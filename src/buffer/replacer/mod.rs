//! Eviction policy implementations (replacers).
//!
//! Implements:
//! - [`FifoReplacer`] - Rotating cursor over the slots
//! - [`LruReplacer`] - Least Recently Used
//! - [`ClockReplacer`] - Second chance
//! - [`LfuReplacer`] - Least Frequently Used
//!
//! A replacer is only consulted when every frame holds a page. It must never
//! return a pinned frame.

mod clock;
mod fifo;
mod lfu;
mod lru;

use std::fmt;

use serde::{Deserialize, Serialize};

use crate::buffer::Frame;
use crate::common::FrameId;

pub use clock::ClockReplacer;
pub use fifo::FifoReplacer;
pub use lfu::LfuReplacer;
pub use lru::LruReplacer;

/// Victim selection over the pool's frames.
pub trait Replacer {
    /// Pick a frame with a fix count of zero, or `None` if there is none.
    ///
    /// Implementations read the bookkeeping kept on each frame. CLOCK also
    /// clears reference bits as its hand passes them.
    fn victim(&mut self, frames: &mut [Frame]) -> Option<FrameId>;

    /// The strategy this replacer implements.
    fn strategy(&self) -> ReplacementStrategy;
}

/// The built-in replacement policies.
#[derive(Debug, Default, Clone, Copy, PartialEq, Eq, Hash, Serialize, Deserialize)]
#[serde(rename_all = "lowercase")]
pub enum ReplacementStrategy {
    #[default]
    Fifo,
    Lru,
    Clock,
    Lfu,
}

impl ReplacementStrategy {
    /// Every built-in strategy.
    pub const ALL: [ReplacementStrategy; 4] = [
        ReplacementStrategy::Fifo,
        ReplacementStrategy::Lru,
        ReplacementStrategy::Clock,
        ReplacementStrategy::Lfu,
    ];

    /// Construct the replacer for this strategy.
    pub fn build(self) -> Box<dyn Replacer> {
        match self {
            ReplacementStrategy::Fifo => Box::new(FifoReplacer::new()),
            ReplacementStrategy::Lru => Box::new(LruReplacer),
            ReplacementStrategy::Clock => Box::new(ClockReplacer::new()),
            ReplacementStrategy::Lfu => Box::new(LfuReplacer),
        }
    }
}

impl fmt::Display for ReplacementStrategy {
    fn fmt(&self, f: &mut fmt::Formatter<'_>) -> fmt::Result {
        let name = match self {
            ReplacementStrategy::Fifo => "FIFO",
            ReplacementStrategy::Lru => "LRU",
            ReplacementStrategy::Clock => "CLOCK",
            ReplacementStrategy::Lfu => "LFU",
        };
        f.write_str(name)
    }
}

/// Index of the unpinned frame with the smallest `key`.
///
/// Scans in slot order; a later frame only wins with a strictly smaller key.
pub(crate) fn min_unpinned_by<K, F>(frames: &[Frame], key: F) -> Option<FrameId>
where
    K: Ord,
    F: Fn(&Frame) -> K,
{
    let mut best: Option<(usize, K)> = None;
    for (idx, frame) in frames.iter().enumerate() {
        if !frame.is_evictable() {
            continue;
        }
        let k = key(frame);
        let better = match &best {
            Some((_, best_key)) => k < *best_key,
            None => true,
        };
        if better {
            best = Some((idx, k));
        }
    }
    best.map(|(idx, _)| FrameId::new(idx))
}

What is required
State the number of lines in the material above in which the string "Used" appears, with no accompanying text.

Expected answer
2